Templates optionally have an associated PHP file, referred to as the template-file. This file is executed whenever the URL for a page using the template is accessed. As a result, template-files are typically used for output purposes. The template-file is provided with several API variables, the most notable being the $page API variable, which contains all the fields and content of the current page being viewed.

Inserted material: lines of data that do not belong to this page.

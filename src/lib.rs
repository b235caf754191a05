//! # jsim - step-by-step JavaScript engine simulator
//!
//! Turns a small subset of JavaScript into an ordered trace of engine
//! "steps": global context creation, hoisting, variable declaration and
//! assignment, heap allocation, function calls with their execution
//! contexts, and `console.log` output. The trace is meant to be replayed one
//! step at a time for teaching.
//!
//! ## Quick Start
//!
//! ```
//! use jsim::runner::api::simulate;
//! use jsim::runner::ds::step::StepType;
//!
//! let steps = simulate("var x = 1; console.log(x);").unwrap();
//! let types: Vec<StepType> = steps.iter().map(|s| s.step_type).collect();
//! assert_eq!(
//!     types,
//!     vec![
//!         StepType::CreateGlobalContext,
//!         StepType::DeclareVariable,
//!         StepType::AssignValue,
//!         StepType::ExecuteExpression,
//!         StepType::LogOutput,
//!     ]
//! );
//! ```
//!
//! ### Faults
//!
//! Reading a `let` binding before its initializer ran halts the run with a
//! single `ThrowReferenceError` step:
//!
//! ```
//! use jsim::runner::api::Simulator;
//! use jsim::runner::ds::step::StepType;
//!
//! let trace = Simulator::default().run("let y; console.log(y);").unwrap();
//! assert!(trace.is_halted());
//! assert_eq!(trace.steps.last().unwrap().step_type, StepType::ThrowReferenceError);
//! ```
//!
//! ## Architecture
//!
//! - **[`parser`]** - PEG parser and AST types
//! - **[`runner`]** - The simulator
//!   - **[`runner::ds`]** - Data structures (values, bindings, heap, steps)
//!   - **[`runner::eval`]** - Hoisting, expression evaluation, statement execution
//!   - **[`runner::api`]** - Top-level driver
//!   - **[`runner::playback`]** - Cursor over a computed trace

pub mod parser;
pub mod runner;
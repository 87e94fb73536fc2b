//! Newman-Girvan divisive partitioning via edge betweenness

use std::collections::HashMap;

use itertools::Itertools;
use rayon::prelude::*;

use crate::error::GraphError;
use crate::graph::{Edge, Graph};
use crate::path;

/// Outcome of one divisive step
#[derive(Debug)]
pub struct BetweennessStep {
    /// Stable id of the edge that was removed
    pub removed_edge_id: usize,

    /// The removed edge itself
    pub removed_edge: Edge,

    /// Shortest paths that ran through the removed edge
    pub removed_score: u64,

    /// Accumulated shortest-path count per surviving edge id
    pub betweenness: HashMap<usize, u64>,

    /// Node pairs with no connecting path, skipped rather than fatal
    pub skipped_pairs: usize,
}

/// One Newman-Girvan iteration: count, over every unordered node pair,
/// the edges on the weighted shortest path between them (first-found
/// path only, no equal-path splitting), then remove the edge with the
/// highest accumulated count.
///
/// Ties go to the lowest edge id. Disconnected pairs are skipped and
/// tallied in the outcome. The pair loop runs on the rayon pool with a
/// per-worker accumulator merged by sum.
pub fn step(graph: &mut Graph) -> Result<BetweennessStep, GraphError> {
    if graph.edge_count() == 0 {
        return Err(GraphError::EdgelessGraph);
    }

    let n = graph.node_count() as u32;
    let pairs: Vec<(u32, u32)> = (0..n).tuple_combinations().collect();
    log::debug!("Accumulating edge betweenness over {} node pairs", pairs.len());

    let shared: &Graph = graph;
    let (betweenness, skipped_pairs) = pairs
        .par_iter()
        .fold(
            || (HashMap::<usize, u64>::new(), 0usize),
            |(mut counts, mut skipped), &(start, end)| {
                match path::astar(shared, start, end, |_| 0.0) {
                    Some(found) => {
                        for edge_id in found.edges {
                            *counts.entry(edge_id).or_insert(0) += 1;
                        }
                    }
                    None => skipped += 1,
                }
                (counts, skipped)
            },
        )
        .reduce(
            || (HashMap::new(), 0),
            |(mut left, skipped_left), (right, skipped_right)| {
                for (edge_id, count) in right {
                    *left.entry(edge_id).or_insert(0) += count;
                }
                (left, skipped_left + skipped_right)
            },
        );

    if skipped_pairs > 0 {
        log::debug!("Skipped {} disconnected node pairs", skipped_pairs);
    }

    // highest count wins; equal counts fall to the lowest edge id
    let (&removed_edge_id, &removed_score) = betweenness
        .iter()
        .max_by(|a, b| a.1.cmp(b.1).then_with(|| b.0.cmp(a.0)))
        .ok_or(GraphError::EdgelessGraph)?;

    let removed_edge = graph
        .remove_edge(removed_edge_id)
        .ok_or(GraphError::EdgelessGraph)?;

    log::info!(
        "Removed edge {} ({} - {}) carrying {} shortest paths",
        removed_edge_id,
        graph.node(removed_edge.source).id,
        graph.node(removed_edge.target).id,
        removed_score
    );

    Ok(BetweennessStep {
        removed_edge_id,
        removed_edge,
        removed_score,
        betweenness,
        skipped_pairs,
    })
}
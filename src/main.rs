use anyhow::Result;
use clap::{Parser, ValueEnum};

use graph_community_analyzer::cluster::{
    betweenness, community_map, count_partitions, density, louvain,
};
use graph_community_analyzer::config::AnalysisConfig;
use graph_community_analyzer::data;
use graph_community_analyzer::graph::pruning::{self, PrunePolicy};
use graph_community_analyzer::{path, rank, storage, GraphError};

#[derive(Debug, Clone, Copy, ValueEnum)]
enum PolicyArg {
    /// Use --prune-value as the threshold directly
    Fixed,
    /// Use the --prune-value percentile of the weight distribution
    Percentile,
    /// Use the first quartile of the weight distribution
    LowerQuartile,
    /// Use the median of the weight distribution
    Median,
}

#[derive(Parser, Debug)]
#[clap(
    name = "graph-community-analyzer",
    about = "Community and centrality analysis of weighted undirected graphs"
)]
struct Cli {
    /// Path to the input JSON graph document
    #[clap(long)]
    input: String,

    /// Output directory for results
    #[clap(long, default_value = "analysis_results")]
    output_dir: String,

    /// Pruning threshold policy
    #[clap(long, value_enum, default_value = "lower-quartile")]
    prune_policy: PolicyArg,

    /// Threshold weight (fixed policy) or percentile 0-100 (percentile policy)
    #[clap(long, default_value = "0.0")]
    prune_value: f64,

    /// Number of top-authority nodes to report
    #[clap(long, default_value = "5")]
    top_k: usize,

    /// Number of divisive betweenness steps to run
    #[clap(long, default_value = "1")]
    betweenness_steps: usize,

    /// Dendrogram level to report (defaults to the coarsest)
    #[clap(long)]
    level: Option<usize>,

    /// Start node id for an optional shortest-path query
    #[clap(long, requires = "path_to")]
    path_from: Option<String>,

    /// End node id for an optional shortest-path query
    #[clap(long, requires = "path_from")]
    path_to: Option<String>,

    /// Number of worker threads (0 = use all available cores)
    #[clap(long, default_value = "0")]
    threads: usize,

    /// Verbose logging
    #[clap(long, short)]
    verbose: bool,
}

fn main() -> Result<()> {
    // Parse command line arguments
    let args = Cli::parse();

    // Configure logging
    let log_level = if args.verbose {
        log::LevelFilter::Debug
    } else {
        log::LevelFilter::Info
    };

    env_logger::Builder::new()
        .filter_level(log_level)
        .format_timestamp_millis()
        .init();

    // Set number of threads
    let num_threads = if args.threads > 0 {
        args.threads
    } else {
        num_cpus::get()
    };

    log::info!("Using {} worker threads", num_threads);
    rayon::ThreadPoolBuilder::new()
        .num_threads(num_threads)
        .build_global()?;

    let config = AnalysisConfig {
        prune_policy: match args.prune_policy {
            PolicyArg::Fixed => PrunePolicy::Fixed(args.prune_value),
            PolicyArg::Percentile => PrunePolicy::Percentile(args.prune_value),
            PolicyArg::LowerQuartile => PrunePolicy::LowerQuartile,
            PolicyArg::Median => PrunePolicy::Median,
        },
        top_k: args.top_k,
        betweenness_steps: args.betweenness_steps,
        partition_level: args.level,
        ..AnalysisConfig::default()
    };

    log::info!("Starting graph community analysis");
    log::info!("Input: {}", args.input);
    log::info!("Output: {}", args.output_dir);

    // Create output directory
    std::fs::create_dir_all(&args.output_dir)?;

    // 1. Load the graph document
    let graph = data::load_graph(&args.input)?;

    // 2. Prune low-weight edges
    let pruned = pruning::prune(&graph, &config.prune_policy)?;
    let mut working = pruned.graph;

    // 3. Edge-weight distribution summary
    let weights = pruning::weight_summary(&working);

    // 4. HITS ranking
    let scores = rank::hits(&working, config.hits_epsilon, config.hits_max_iterations);
    let top = rank::top_k(&working, &scores, config.top_k, rank::RankBy::Authority);
    for (rank_pos, &idx) in top.iter().enumerate() {
        log::info!("HITS {} : {}", rank_pos, working.node(idx).label);
    }

    // 5. Community detection and densities
    let dendrogram = louvain::detect(&working);
    let partition = dendrogram
        .partition(config.partition_level.unwrap_or(usize::MAX))
        .clone();
    log::info!("Reporting {} communities", count_partitions(&partition));

    let report = match density::densities(&working, &community_map(&partition)) {
        Ok(report) => {
            log::info!(
                "Internal density = {} - External density = {}",
                report.internal_density,
                report.external_density
            );
            Some(report)
        }
        Err(err) => {
            log::warn!("Density computation skipped: {}", err);
            None
        }
    };

    // 6. Optional shortest-path query, answered before any edge removal.
    // An unknown endpoint is a caller mistake and fails the run; a
    // disconnected pair is only worth a warning, the other results
    // still get saved.
    if let (Some(from), Some(to)) = (&args.path_from, &args.path_to) {
        match path::shortest_path(&working, from, to) {
            Ok(route) => {
                log::info!("Shortest path {} -> {}: {}", from, to, route.join(" -> "));
            }
            Err(err @ GraphError::NodeNotFound { .. }) => return Err(err.into()),
            Err(err) => log::warn!("Shortest path query failed: {}", err),
        }
    }

    // 7. Divisive betweenness steps
    let stats = storage::GraphStats::capture(&working);
    let mut steps = Vec::new();
    for _ in 0..config.betweenness_steps {
        match betweenness::step(&mut working) {
            Ok(step) => steps.push(step),
            Err(err) => {
                log::warn!("Stopping betweenness iteration: {}", err);
                break;
            }
        }
    }

    // 8. Save results
    storage::save_results(
        &working,
        stats,
        &scores,
        &top,
        &dendrogram,
        &partition,
        report.as_ref(),
        weights.as_ref(),
        &steps,
        &args.output_dir,
    )?;

    log::info!("Analysis complete. Results saved to {}", args.output_dir);

    Ok(())
}
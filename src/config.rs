//! Configuration for the analysis pipeline

use crate::graph::pruning::PrunePolicy;

/// Tunable parameters for one analysis run
pub struct AnalysisConfig {
    /// How the pruning threshold is derived from the weight distribution
    pub prune_policy: PrunePolicy,

    /// Convergence threshold for the HITS authority vector
    pub hits_epsilon: f64,

    /// Hard cap on HITS passes, for non-convergent inputs
    pub hits_max_iterations: usize,

    /// How many top-authority nodes to report
    pub top_k: usize,

    /// How many divisive betweenness steps to run
    pub betweenness_steps: usize,

    /// Dendrogram level to report; `None` means the coarsest
    pub partition_level: Option<usize>,
}

impl Default for AnalysisConfig {
    fn default() -> Self {
        Self {
            prune_policy: PrunePolicy::default(),
            hits_epsilon: 1e-8,
            hits_max_iterations: 100,
            top_k: 5,
            betweenness_steps: 1,
            partition_level: None,
        }
    }
}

Template-files serve multiple contexts, depending on the application. ProcessWire's default web site profiles use template-files primarily for output of direct and dynamically generated HTML markup. Template-files may also be used as intermediate controllers between a model and a separate view. Because template-files are regular PHP files, they are able to call upon other web services or PHP applications where appropriate, without a separate parsing layer.

===Field architecture===

All fields in ProcessWire are custom fields defined by the user. A given field may be assigned to multiple templates, which in turn hold individual chunks of content for each page using that template. Every field has a type, referred to as the “fieldtype” (1 word), a type of plugin module. ProcessWire includes several fieldtype modules including those that support text, numbers, files, images, page references, URLs, email addresses, dates and comments. Additional fieldtype modules are installed as 3rd party modules.

==Distribution and requirements==

ProcessWire's source code is hosted on GitHub and is also distributed on Softaculous, Bitnami and Composer/Packagist.

ProcessWire runs in the AMP (Apache, MySQL or MariaDB, PHP) platform used by many hosting providers and web development environments. ProcessWire requires PHP version 5.3.8 or newer, and MySQL or MariaDB 5.0.15 or newer.